## PROVIDED DATA:

= = = = =

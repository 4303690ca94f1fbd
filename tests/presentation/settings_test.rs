use std::time::Duration;

use vitrine::application::services::{DEFAULT_MAX_RETRIES, DEFAULT_RECOVERY_BATCH_LIMIT};
use vitrine::presentation::config::{AnalysisProviderSetting, QueueSettings, RecoverySettings};
use vitrine::presentation::{Environment, Settings};

#[test]
fn given_no_settings_file_when_loading_then_defaults_apply() {
    let settings = Settings::load(Environment::Test).expect("settings should load from defaults");

    assert_eq!(settings.server.port, 3000);
    assert_eq!(settings.analysis.provider, AnalysisProviderSetting::Mock);
    assert_eq!(settings.queue.max_retries, DEFAULT_MAX_RETRIES);
    assert_eq!(settings.recovery.batch_limit, DEFAULT_RECOVERY_BATCH_LIMIT);
    assert!(settings.recovery.run_on_startup);
}

#[test]
fn given_default_queue_settings_when_converting_then_one_second_delay_and_three_retries() {
    let config = QueueSettings::default().queue_config();

    assert_eq!(config.inter_job_delay, Duration::from_millis(1000));
    assert_eq!(config.max_retries, 3);
    assert_eq!(QueueSettings::default().call_timeout(), Duration::from_secs(60));
}

#[test]
fn given_default_recovery_settings_when_converting_then_five_minute_threshold() {
    let config = RecoverySettings::default().recovery_config();

    assert_eq!(config.batch_limit, 50);
    assert_eq!(config.stale_threshold, Duration::from_secs(300));
}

= = = = =

Each of the records above is to be copied exactly.

repository 4303690ca94f1fbd
filename tests/presentation/settings_test.rs
use std::time::Duration;

use vitrine::application::services::{DEFAULT_MAX_RETRIES, DEFAULT_RECOVERY_BATCH_LIMIT};
use vitrine::presentation::config::{AnalysisProviderSetting, QueueSettings, RecoverySettings};
use vitrine::presentation::{Environment, Settings};

#[test]
fn given_no_settings_file_when_loading_then_defaults_apply() {
    let settings = Settings::load(Environment::Test).expect("settings should load from defaults");

    assert_eq!(settings.server.port, 3000);
    assert_eq!(settings.analysis.provider, AnalysisProviderSetting::Mock);
    assert_eq!(settings.queue.max_retries, DEFAULT_MAX_RETRIES);
    assert_eq!(settings.recovery.batch_limit, DEFAULT_RECOVERY_BATCH_LIMIT);
    assert!(settings.recovery.run_on_startup);
}

#[test]
fn given_default_queue_settings_when_converting_then_one_second_delay_and_three_retries() {
    let config = QueueSettings::default().queue_config();

    assert_eq!(config.inter_job_delay, Duration::from_millis(1000));
    assert_eq!(config.max_retries, 3);
    assert_eq!(QueueSettings::default().call_timeout(), Duration::from_secs(60));
}

#[test]
fn given_default_recovery_settings_when_converting_then_five_minute_threshold() {
    let config = RecoverySettings::default().recovery_config();

    assert_eq!(config.batch_limit, 50);
    assert_eq!(config.stale_threshold, Duration::from_secs(300));
}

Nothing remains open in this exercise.